Compte tenu du type de mesures et de l’ampleur des efforts requis pour gérer le développement d’une économie plus résiliente et plus durable, il est indispensable que les partenaires sociaux et d’autres organisations représentatives de la société civile participent activement à la mise en place des voies vers une transition juste et vers la résilience. Le renforcement de la participation des travailleurs et de la démocratie sur le lieu de travail pourrait contribuer à accroître la capacité d’adaptation et la résilience au niveau de l’industrie. C’est un facteur de résilience qui, à son tour, renforce d’autres facteurs avec lesquels il entretient une corrélation positive dans le cadre du fonctionnement des entreprises et de l’économie: la productivité, la capacité d’innovation, la qualité de l’emploi, etc. Les coopératives de travailleurs peuvent également constituer un puissant modèle de démocratie au sein de l’entreprise, fondé sur l’intérêt commun et la solidarité, et ancré localement.

5.13.1.

Par ailleurs, la participation des travailleurs est essentielle à la réussite des transitions vertes et numériques. Les instruments existants en faveur de la participation des travailleurs et de la démocratie au sein de l’entreprise doivent être utilisés. Les partenaires sociaux et les institutions européennes doivent veiller à ce que de tels instruments existent dans tous les pays de l’Union européenne et qu’ils soient mis en relation avec les procédures de dialogue social qui favorisent des transitions équitables. Les principes directeurs de l’OIT de 2015 sur une transition juste (12) fournissent un ensemble d’outils pratiques permettant aux gouvernements et aux partenaires sociaux de gérer ce processus de transformation.

Bruxelles, le 17 juillet 2019.

Le président

du Comité économique et social européen

Luca JAHIER


(1) Commission européenne, Note for the Eurogroup: Economic resilience in EMU (Note pour l’Eurogroupe: résilience économique dans l’UEM), 13 septembre 2017.

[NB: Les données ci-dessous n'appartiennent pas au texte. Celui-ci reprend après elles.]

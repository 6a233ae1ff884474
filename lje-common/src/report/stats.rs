//! Statistics over a filtered view
//!
//! Counts are computed for the whole view and for each attached list's
//! subset (rows whose membership column is true).

use serde::Serialize;
use std::cmp::Ordering;
use std::collections::{BTreeMap, HashMap, HashSet};

use crate::model::Record;

/// Default length of the ranked tables
pub const DEFAULT_TOP_N: usize = 25;

/// The four headline counts
#[derive(Debug, Clone, Copy, Default, PartialEq, Eq, Serialize)]
pub struct Counts {
    pub unique_artists: usize,
    /// Distinct (artist, title) pairs
    pub unique_songs: usize,
    /// Rows
    pub total_songs: usize,
    /// Distinct references
    pub total_discs: usize,
}

impl Counts {
    pub fn of<'a, I>(rows: I) -> Self
    where
        I: IntoIterator<Item = &'a Record>,
    {
        let mut artists = HashSet::new();
        let mut songs = HashSet::new();
        let mut discs = HashSet::new();
        let mut total_songs = 0;
        for row in rows {
            artists.insert(row.artist.as_str());
            songs.insert((row.artist.as_str(), row.title.as_str()));
            discs.insert(row.reference.as_str());
            total_songs += 1;
        }
        Self {
            unique_artists: artists.len(),
            unique_songs: songs.len(),
            total_songs,
            total_discs: discs.len(),
        }
    }
}

/// One summary line, e.g. "Unique Artists"
#[derive(Debug, Clone, PartialEq, Eq, Serialize)]
pub struct SummaryRow {
    pub statistic: &'static str,
    pub total: usize,
    pub lists: BTreeMap<String, usize>,
}

/// Counts for one group key
#[derive(Debug, Clone, PartialEq, Eq, Serialize)]
pub struct GroupCounts {
    #[serde(skip_serializing_if = "Option::is_none")]
    pub country: Option<String>,
    #[serde(skip_serializing_if = "Option::is_none")]
    pub year: Option<i32>,
    pub total: Counts,
    pub lists: BTreeMap<String, Counts>,
}

#[derive(Debug, Clone, PartialEq, Eq, Serialize)]
pub struct RankedArtist {
    pub rank: usize,
    pub artist: String,
    pub count: usize,
}

#[derive(Debug, Clone, PartialEq, Eq, Serialize)]
pub struct RankedSong {
    pub rank: usize,
    pub artist: String,
    pub title: String,
    pub count: usize,
}

#[derive(Debug, Clone, PartialEq, Eq, Serialize)]
pub struct StatisticsReport {
    pub summary: Vec<SummaryRow>,
    pub by_country: Vec<GroupCounts>,
    pub by_year: Vec<GroupCounts>,
    pub by_country_year: Vec<GroupCounts>,
    pub top_artists: Vec<RankedArtist>,
    pub top_songs: Vec<RankedSong>,
}

fn summary(rows: &[&Record], lists: &[String]) -> Vec<SummaryRow> {
    let total = Counts::of(rows.iter().copied());
    let per_list: Vec<(String, Counts)> = lists
        .iter()
        .map(|name| {
            let counts = Counts::of(rows.iter().copied().filter(|r| r.in_list(name)));
            (name.clone(), counts)
        })
        .collect();

    let line = |statistic: &'static str, pick: fn(&Counts) -> usize| SummaryRow {
        statistic,
        total: pick(&total),
        lists: per_list
            .iter()
            .map(|(name, counts)| (name.clone(), pick(counts)))
            .collect(),
    };

    vec![
        line("Unique Artists", |c| c.unique_artists),
        line("Unique Songs", |c| c.unique_songs),
        line("Total Songs", |c| c.total_songs),
        line("Total Discs", |c| c.total_discs),
    ]
}

fn grouped<K, F>(rows: &[&Record], lists: &[String], key: F) -> BTreeMap<K, GroupCounts>
where
    K: Ord + Clone,
    F: Fn(&Record) -> (K, Option<String>, Option<i32>),
{
    let mut members: BTreeMap<K, (Option<String>, Option<i32>, Vec<&Record>)> = BTreeMap::new();
    for &row in rows {
        let (k, country, year) = key(row);
        members
            .entry(k)
            .or_insert_with(|| (country, year, Vec::new()))
            .2
            .push(row);
    }

    members
        .into_iter()
        .map(|(k, (country, year, group))| {
            let lists = lists
                .iter()
                .map(|name| {
                    let counts = Counts::of(group.iter().copied().filter(|r| r.in_list(name)));
                    (name.clone(), counts)
                })
                .collect();
            let counts = GroupCounts {
                country,
                year,
                total: Counts::of(group.iter().copied()),
                lists,
            };
            (k, counts)
        })
        .collect()
}

fn year_desc_nulls_last(a: Option<i32>, b: Option<i32>) -> Ordering {
    match (a, b) {
        (Some(a), Some(b)) => b.cmp(&a),
        (Some(_), None) => Ordering::Less,
        (None, Some(_)) => Ordering::Greater,
        (None, None) => Ordering::Equal,
    }
}

/// Count occurrences and assign competition ("min") ranks
///
/// Ties share the lowest rank of the tie group and are ordered by key.
fn ranked<K: Ord + Clone + std::hash::Hash>(keys: impl Iterator<Item = K>, limit: usize) -> Vec<(usize, K, usize)> {
    let mut counts: HashMap<K, usize> = HashMap::new();
    for k in keys {
        *counts.entry(k).or_default() += 1;
    }
    let mut entries: Vec<(K, usize)> = counts.into_iter().collect();
    entries.sort_by(|a, b| b.1.cmp(&a.1).then_with(|| a.0.cmp(&b.0)));

    let mut out = Vec::with_capacity(entries.len().min(limit));
    let mut rank = 0;
    let mut previous = None;
    for (position, (key, count)) in entries.into_iter().enumerate().take(limit) {
        if previous != Some(count) {
            rank = position + 1;
            previous = Some(count);
        }
        out.push((rank, key, count));
    }
    out
}

/// Build the full report for `rows` with the attached `lists`
pub fn build_statistics(rows: &[&Record], lists: &[String], top_n: usize) -> StatisticsReport {
    let by_country: Vec<GroupCounts> = grouped(rows, lists, |r| {
        (r.country.clone(), r.country.clone(), None)
    })
    .into_values()
    .collect();

    let mut by_year: Vec<GroupCounts> = grouped(rows, lists, |r| (r.year, None, r.year))
        .into_values()
        .collect();
    by_year.sort_by(|a, b| year_desc_nulls_last(a.year, b.year));

    let mut by_country_year: Vec<GroupCounts> = grouped(rows, lists, |r| {
        ((r.country.clone(), r.year), r.country.clone(), r.year)
    })
    .into_values()
    .collect();
    by_country_year.sort_by(|a, b| {
        year_desc_nulls_last(a.year, b.year).then_with(|| a.country.cmp(&b.country))
    });

    let top_artists = ranked(rows.iter().map(|r| r.artist.clone()), top_n)
        .into_iter()
        .map(|(rank, artist, count)| RankedArtist { rank, artist, count })
        .collect();

    let top_songs = ranked(
        rows.iter().map(|r| (r.artist.clone(), r.title.clone())),
        top_n,
    )
    .into_iter()
    .map(|(rank, (artist, title), count)| RankedSong {
        rank,
        artist,
        title,
        count,
    })
    .collect();

    StatisticsReport {
        summary: summary(rows, lists),
        by_country,
        by_year,
        by_country_year,
        top_artists,
        top_songs,
    }
}

#[cfg(test)]
mod tests {
    use super::*;
    use crate::model::fixtures::record;

    fn sample() -> Vec<Record> {
        let mut rows = vec![
            record("R1", "Abba", "Waterloo", Some(1974)),
            record("R1", "Abba", "SOS", Some(1974)),
            record("R2", "Abba", "Waterloo", Some(1975)),
            record("R3", "Blondie", "Atomic", Some(1975)),
            record("R4", "Cher", "Believe", None),
        ];
        let countries = ["SE", "SE", "UK", "US", "US"];
        for (row, country) in rows.iter_mut().zip(countries) {
            row.country = Some(country.to_string());
        }
        rows[0].memberships.insert("Owned".into(), true);
        rows[1].memberships.insert("Owned".into(), true);
        rows[3].memberships.insert("Owned".into(), true);
        rows
    }

    #[test]
    fn test_summary_totals_and_list_columns() {
        let data = sample();
        let rows: Vec<&Record> = data.iter().collect();
        let report = build_statistics(&rows, &["Owned".to_string()], DEFAULT_TOP_N);

        let values: Vec<(&str, usize, usize)> = report
            .summary
            .iter()
            .map(|s| (s.statistic, s.total, s.lists["Owned"]))
            .collect();
        assert_eq!(
            values,
            vec![
                ("Unique Artists", 3, 2),
                ("Unique Songs", 4, 3),
                ("Total Songs", 5, 3),
                ("Total Discs", 4, 2),
            ]
        );
    }

    #[test]
    fn test_grouped_ordering() {
        let data = sample();
        let rows: Vec<&Record> = data.iter().collect();
        let report = build_statistics(&rows, &[], DEFAULT_TOP_N);

        let countries: Vec<_> = report.by_country.iter().map(|g| g.country.clone().unwrap()).collect();
        assert_eq!(countries, vec!["SE", "UK", "US"]);
        assert_eq!(report.by_country[0].total.total_discs, 1);

        let years: Vec<_> = report.by_year.iter().map(|g| g.year).collect();
        assert_eq!(years, vec![Some(1975), Some(1974), None]);
        assert_eq!(report.by_year[0].total.total_discs, 2);

        let pairs: Vec<_> = report
            .by_country_year
            .iter()
            .map(|g| (g.year, g.country.as_deref().unwrap()))
            .collect();
        assert_eq!(
            pairs,
            vec![(Some(1975), "UK"), (Some(1975), "US"), (Some(1974), "SE"), (None, "US")]
        );
    }

    #[test]
    fn test_ranks_share_minimum_on_ties() {
        let data = sample();
        let rows: Vec<&Record> = data.iter().collect();
        let report = build_statistics(&rows, &[], DEFAULT_TOP_N);

        let artists: Vec<_> = report
            .top_artists
            .iter()
            .map(|r| (r.rank, r.artist.as_str(), r.count))
            .collect();
        assert_eq!(artists, vec![(1, "Abba", 3), (2, "Blondie", 1), (2, "Cher", 1)]);

        let songs: Vec<_> = report
            .top_songs
            .iter()
            .map(|r| (r.rank, r.title.as_str()))
            .collect();
        assert_eq!(songs, vec![(1, "Waterloo"), (2, "SOS"), (2, "Atomic"), (2, "Believe")]);
    }

    #[test]
    fn test_top_n_limit() {
        let data = sample();
        let rows: Vec<&Record> = data.iter().collect();
        let report = build_statistics(&rows, &[], 2);
        assert_eq!(report.top_artists.len(), 2);
        assert_eq!(report.top_songs.len(), 2);
    }

    #[test]
    fn test_empty_view() {
        let report = build_statistics(&[], &["Owned".to_string()], DEFAULT_TOP_N);
        assert!(report.summary.iter().all(|s| s.total == 0 && s.lists["Owned"] == 0));
        assert!(report.by_year.is_empty());
        assert!(report.top_artists.is_empty());
    }
}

(2) Document de réflexion «Vers une Europe durable à l’horizon 2030», Commission européenne (2019).

(3) Raworth (2017).

(4) JO C 228 du 5.7.2019, p. 37.

(5) JO C 143 du 22.5.2012, p. 39.

(6) JO C 75 du 10.3.2017, p. 6.

(7) JO C 62 du 15.2.2019, p. 73.

(8) École de Francfort-PNUE-BNEF (2018).

(9) How to close the European investment gap?, Michael Dauderstädt, Fondation Friedrich Ebert.

(10) JO C 262 du 25.7.2018, p. 28, et avis du CESE sur la politique économique de la zone euro, JO C 159 du 10.5.2019, p. 49.

(11) JO C 440 du 6.12.2018, p. 106.

(12) Principes directeurs pour une transition juste vers des sociétés et des économies écologiquement durables pour tous, Organisation internationale du travail (OIT).